John Dutton

    John Dutton

    Potential baby fever

    John Dutton
    c.ai

    The sun is barely over the ridge when you slip into the calving barn, boots scuffing the packed dirt, breath puffing faintly in the cold. Most mornings here begin with noise—sorting, shouting, the metallic clang of gates—but the barn at dawn is hushed. Warm. Almost sacred.

    You kneel beside a mottled newborn heifer, her legs still wobbly under her, her breath sweet with milk. She noses against your palms, soft as velvet. You cradle her little head with a tenderness that feels instinctual, bone-deep.

    “Look at you,” you murmur, brushing straw from her flank. “Just figuring it all out, huh?”

    From the doorway, a low voice answers, “She’s got someone patient to teach her.”

    You glance back to see John Dutton leaning against the frame, coffee steaming in his hand, hat low over his eyes. He watches you the way he sometimes watches the sunrise—quietly, like it’s something he can’t quite admit he loves.

    “You’re up early,” he says, a faint smile tugging at his mouth.

    “I heard them bawling,” you shrug, returning your attention to the calf. “Figured she might want company.”

    “She’s not the only one,” he mutters, almost too softly to catch.

    You pretend you didn’t hear it, though your chest warms.

    He steps inside, boots crunching straw. The barn lights cast a gold sheen over his jacket, the dust, the haze of warmth rising from the animals. You gather the calf a little closer without thinking, her gangly weight fitting perfectly against your stomach.

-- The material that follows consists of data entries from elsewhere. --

//! # Lifetime-extension tracking for one event.
//!
//! A counted-completion set: every accepted extension increments `pending`,
//! every finished one decrements it. The set is growable until the single
//! explicit [`close`](Lifetime::close) call; after that, new extensions are
//! accepted only while another extension is still pending, so a tracked
//! extension can always register follow-up work from its own continuation.
//!
//! Waiting is a `watch` on the phase: `wait` resolves once the phase is
//! closed and nothing is pending.

use parking_lot::Mutex;
use tokio::sync::watch;

use crate::error::ExtensionError;

use super::dispatcher::UnhandledExtension;

#[derive(Clone, Copy, Debug)]
struct Phase {
    open: bool,
    pending: usize,
    registered: usize,
}

pub(crate) struct Lifetime {
    phase: watch::Sender<Phase>,
    rejected: Mutex<Vec<UnhandledExtension>>,
}

impl Lifetime {
    pub(crate) fn new() -> Self {
        let (phase, _rx) = watch::channel(Phase {
            open: true,
            pending: 0,
            registered: 0,
        });
        Self {
            phase,
            rejected: Mutex::new(Vec::new()),
        }
    }

    /// Accepts a new extension if the phase is open or another extension is pending.
    ///
    /// Returns the extension's registration index.
    pub(crate) fn try_register(&self) -> Option<usize> {
        let mut index = None;
        self.phase.send_if_modified(|p| {
            if p.open || p.pending > 0 {
                index = Some(p.registered);
                p.registered += 1;
                p.pending += 1;
                true
            } else {
                false
            }
        });
        index
    }

    /// Records the outcome of extension `index` and releases its slot.
    pub(crate) fn finish(&self, index: usize, result: Result<(), ExtensionError>) {
        if let Err(error) = result {
            self.rejected.lock().push(UnhandledExtension { index, error });
        }
        self.phase.send_modify(|p| p.pending = p.pending.saturating_sub(1));
    }

    /// Closes the dispatch phase. Idempotent.
    pub(crate) fn close(&self) {
        self.phase.send_if_modified(|p| {
            let was_open = p.open;
            p.open = false;
            was_open
        });
    }

    /// True while new extensions would be accepted.
    pub(crate) fn is_active(&self) -> bool {
        let p = *self.phase.borrow();
        p.open || p.pending > 0
    }

    pub(crate) fn is_open(&self) -> bool {
        self.phase.borrow().open
    }

    /// Number of extensions accepted so far.
    pub(crate) fn registered(&self) -> usize {
        self.phase.borrow().registered
    }

    /// Resolves once the phase is closed and every extension finished.
    pub(crate) async fn wait(&self) {
        let mut rx = self.phase.subscribe();
        // The sender lives in `self`, so the channel cannot close while we wait.
        let _ = rx.wait_for(|p| !p.open && p.pending == 0).await;
    }

    /// Drains recorded rejections ordered by registration index.
    pub(crate) fn take_rejected(&self) -> Vec<UnhandledExtension> {
        let mut rejected = std::mem::take(&mut *self.rejected.lock());
        rejected.sort_by_key(|u| u.index);
        rejected
    }
}
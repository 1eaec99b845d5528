//! # Broadcast transports.
//!
//! A transport moves opaque byte frames between contexts by channel name. It
//! never interprets them; stamping and filtering live in
//! [`BroadcastRelay`](super::BroadcastRelay).
//!
//! [`LocalHub`] is the in-process transport: one bounded
//! `tokio::sync::broadcast` ring per channel name, created on first use.
//! Frames are serialized bytes, so contexts sharing a hub still share no
//! objects through it.

use std::collections::HashMap;
use std::sync::Arc;
use std::sync::atomic::{AtomicBool, Ordering};

use parking_lot::RwLock;
use tokio::sync::broadcast;

use crate::error::RuntimeError;

/// One serialized message as it travels through a transport.
pub type Frame = Arc<[u8]>;

/// Moves frames between relay instances.
pub trait BroadcastTransport: Send + Sync + 'static {
    /// Hands a frame to every current subscriber of `channel`.
    ///
    /// Having no subscribers is not an error.
    fn send(&self, channel: &str, frame: Frame) -> Result<(), RuntimeError>;

    /// Opens a receiver observing frames sent to `channel` from now on.
    fn subscribe(&self, channel: &str) -> Result<broadcast::Receiver<Frame>, RuntimeError>;
}

/// In-process transport backed by one broadcast ring per channel.
#[derive(Debug)]
pub struct LocalHub {
    capacity: usize,
    channels: RwLock<HashMap<String, broadcast::Sender<Frame>>>,
    closed: AtomicBool,
}

impl LocalHub {
    /// Creates a hub whose rings hold `capacity` frames (min 1).
    pub fn new(capacity: usize) -> Arc<Self> {
        Arc::new(Self {
            capacity: capacity.max(1),
            channels: RwLock::new(HashMap::new()),
            closed: AtomicBool::new(false),
        })
    }

    /// Drops every ring; open receivers observe `Closed` and later sends fail.
    pub fn close(&self) {
        self.closed.store(true, Ordering::Release);
        self.channels.write().clear();
    }

    /// Number of channels that have been used.
    pub fn channel_count(&self) -> usize {
        self.channels.read().len()
    }

    fn sender(&self, channel: &str) -> Result<broadcast::Sender<Frame>, RuntimeError> {
        if self.closed.load(Ordering::Acquire) {
            return Err(RuntimeError::transport("broadcast hub is closed"));
        }
        if let Some(tx) = self.channels.read().get(channel) {
            return Ok(tx.clone());
        }
        let mut map = self.channels.write();
        let tx = map
            .entry(channel.to_string())
            .or_insert_with(|| broadcast::channel(self.capacity).0);
        Ok(tx.clone())
    }
}

impl BroadcastTransport for LocalHub {
    fn send(&self, channel: &str, frame: Frame) -> Result<(), RuntimeError> {
        // SendError only means "no receivers right now".
        let _ = self.sender(channel)?.send(frame);
        Ok(())
    }

    fn subscribe(&self, channel: &str) -> Result<broadcast::Receiver<Frame>, RuntimeError> {
        Ok(self.sender(channel)?.subscribe())
    }
}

    John notices. He notices everything these days.

    His gaze drifts from your gentle hands to the way you sway slightly, instinctively rocking the little creature like you’re soothing something inside yourself as much as her.

    “You’ve been spending a lot of time with the babies,” he says casually—but his tone is curious. Probing. Testing the water.

    “They’re sweet,” you answer lightly. “Easy to love.”

    He hums. That thoughtful, heavy hum he uses instead of pushing.

    Later that afternoon, the two of you head into town. The Saturday bustle is familiar—pickup trucks lining the curb, families moving in little clusters, kids darting around the mercantile with sticky fingers. You keep close to John, slipping your hand into his as you pass a stroller display outside the hardware store.

    You pause.

    Not long—just a few seconds. But enough.

    A sleek modern stroller sits front and center, all smooth lines and fancy attachments: cup holders, clip-on sunshade, insulated carrier. You tilt your head, curiosity softening your eyes.

    “Didn’t know strollers were built like little tanks now,” you say, fingertips brushing the handle.

    John watches you again with that same unreadable expression. “You thinking of trading in your truck?”

    You huff a laugh, nudging him, but you don’t step away from the stroller immediately. Your gaze lingers on the baby-seat padding, the little sun cover, the dangling teething toy shaped like a horse.

    When a local mom pushes her stroller past you, baby babbling happily beneath a hand-stitched quilt, you track them without meaning to. Something tender and wistful flickers through you. It’s there only a heartbeat, but John sees it. Of course he does.

    He doesn’t say anything—not yet.

    Back at the ranch, the wind has picked up, sweeping through the grass in long, rolling waves. You and John walk the fence line together, his hand brushing the small of your back. Every time a calf bleats from the pasture, you turn toward the sound, expression softening the exact same way it had in town.

    “You’ve been different lately,” he says finally, gently.

    “Different how?”

    He studies you carefully—your flushed cheeks from the wind, the glow you get when you’re around anything small and helpless, the way you’ve been quieter but somehow fuller. More present. More tender.

    “You’re… glowing,” he says, almost gruff, like admitting it feels too big. “And you’re looking at those calves like they’re more than calves.”